(Collected data entries)
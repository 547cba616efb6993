//! Shared fakes for unit tests.

use std::collections::{HashMap, VecDeque};
use std::sync::atomic::{AtomicUsize, Ordering};
use std::sync::{Arc, Mutex};

use crate::net::auth_api::AuthBackend;
use crate::net::error::ApiError;
use crate::net::transport::{HttpRequest, HttpResponse, Transport};
use crate::net::types::{ApiErrorBody, RegisterRequest, UserProfile};
use crate::state::credential::MemoryCredentialStore;
use crate::state::session::Session;

pub fn profile(id: &str, email: &str, is_admin: bool) -> UserProfile {
    UserProfile { id: id.to_owned(), email: email.to_owned(), full_name: None, is_admin }
}

pub fn rejected(detail: &str) -> ApiError {
    ApiError::CredentialRejected {
        body: Some(ApiErrorBody { detail: Some(detail.to_owned()), message: None }),
    }
}

// =========================================================================
// MockBackend
// =========================================================================

/// Scriptable `AuthBackend` that counts calls.
///
/// Unknown tokens are rejected with 401. `yields` makes every call suspend
/// that many times before answering, so concurrent callers can interleave.
#[derive(Default)]
pub struct MockBackend {
    pub exchange_result: Mutex<Option<Result<String, ApiError>>>,
    pub profiles: Mutex<HashMap<String, Result<UserProfile, ApiError>>>,
    pub register_result: Mutex<Option<Result<(), ApiError>>>,
    pub registrations: Mutex<Vec<RegisterRequest>>,
    pub exchange_calls: AtomicUsize,
    pub profile_calls: AtomicUsize,
    pub yields: usize,
}

impl MockBackend {
    pub fn slow(yields: usize) -> Self {
        Self { yields, ..Self::default() }
    }

    pub fn with_profile(self, token: &str, result: Result<UserProfile, ApiError>) -> Self {
        self.profiles.lock().unwrap().insert(token.to_owned(), result);
        self
    }

    pub fn with_exchange(self, result: Result<String, ApiError>) -> Self {
        *self.exchange_result.lock().unwrap() = Some(result);
        self
    }

    pub fn with_register(self, result: Result<(), ApiError>) -> Self {
        *self.register_result.lock().unwrap() = Some(result);
        self
    }

    pub fn profile_calls(&self) -> usize {
        self.profile_calls.load(Ordering::SeqCst)
    }

    pub fn exchange_calls(&self) -> usize {
        self.exchange_calls.load(Ordering::SeqCst)
    }

    async fn pause(&self) {
        for _ in 0..self.yields {
            tokio::task::yield_now().await;
        }
    }
}

#[async_trait::async_trait(?Send)]
impl AuthBackend for MockBackend {
    async fn exchange(&self, _identifier: &str, _secret: &str) -> Result<String, ApiError> {
        self.exchange_calls.fetch_add(1, Ordering::SeqCst);
        self.pause().await;
        self.exchange_result
            .lock()
            .unwrap()
            .clone()
            .unwrap_or_else(|| Err(ApiError::Transport("no exchange scripted".to_owned())))
    }

    async fn fetch_profile(&self, token: &str) -> Result<UserProfile, ApiError> {
        self.profile_calls.fetch_add(1, Ordering::SeqCst);
        self.pause().await;
        self.profiles
            .lock()
            .unwrap()
            .get(token)
            .cloned()
            .unwrap_or_else(|| Err(rejected("Could not validate credentials")))
    }

    async fn register(&self, request: &RegisterRequest) -> Result<(), ApiError> {
        self.registrations.lock().unwrap().push(request.clone());
        self.pause().await;
        self.register_result.lock().unwrap().clone().unwrap_or(Ok(()))
    }
}

// =========================================================================
// MockTransport
// =========================================================================

/// `Transport` that records requests and replays scripted responses.
///
/// With nothing scripted it answers `200 null`.
#[derive(Default)]
pub struct MockTransport {
    pub responses: Mutex<VecDeque<Result<HttpResponse, ApiError>>>,
    pub requests: Mutex<Vec<HttpRequest>>,
}

impl MockTransport {
    pub fn respond(&self, status: u16, body: &str) {
        self.responses
            .lock()
            .unwrap()
            .push_back(Ok(HttpResponse { status, body: body.to_owned() }));
    }

    pub fn fail(&self, err: ApiError) {
        self.responses.lock().unwrap().push_back(Err(err));
    }

    pub fn last_request(&self) -> HttpRequest {
        self.requests.lock().unwrap().last().cloned().expect("no request sent")
    }
}

#[async_trait::async_trait(?Send)]
impl Transport for MockTransport {
    async fn send(&self, request: HttpRequest) -> Result<HttpResponse, ApiError> {
        self.requests.lock().unwrap().push(request);
        self.responses
            .lock()
            .unwrap()
            .pop_front()
            .unwrap_or_else(|| Ok(HttpResponse { status: 200, body: "null".to_owned() }))
    }
}

// =========================================================================
// Session fixtures
// =========================================================================

pub struct Fixture {
    pub session: Session,
    pub store: Arc<MemoryCredentialStore>,
    pub backend: Arc<MockBackend>,
}

/// Session over a memory store seeded with `persisted`.
pub fn fixture(persisted: Option<&str>, backend: MockBackend) -> Fixture {
    let store = Arc::new(persisted.map_or_else(MemoryCredentialStore::default, MemoryCredentialStore::with_credential));
    let backend = Arc::new(backend);
    let session = Session::new(store.clone(), backend.clone());
    Fixture { session, store, backend }
}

Task requirements
Repeat every line of the data word for word until you have repeated the line that contains "use crate::net::error::ApiError;", which is the last one to include.

Expected answer
repository 547cba616efb6993
//! Shared fakes for unit tests.

use std::collections::{HashMap, VecDeque};
use std::sync::atomic::{AtomicUsize, Ordering};
use std::sync::{Arc, Mutex};

use crate::net::auth_api::AuthBackend;
use crate::net::error::ApiError;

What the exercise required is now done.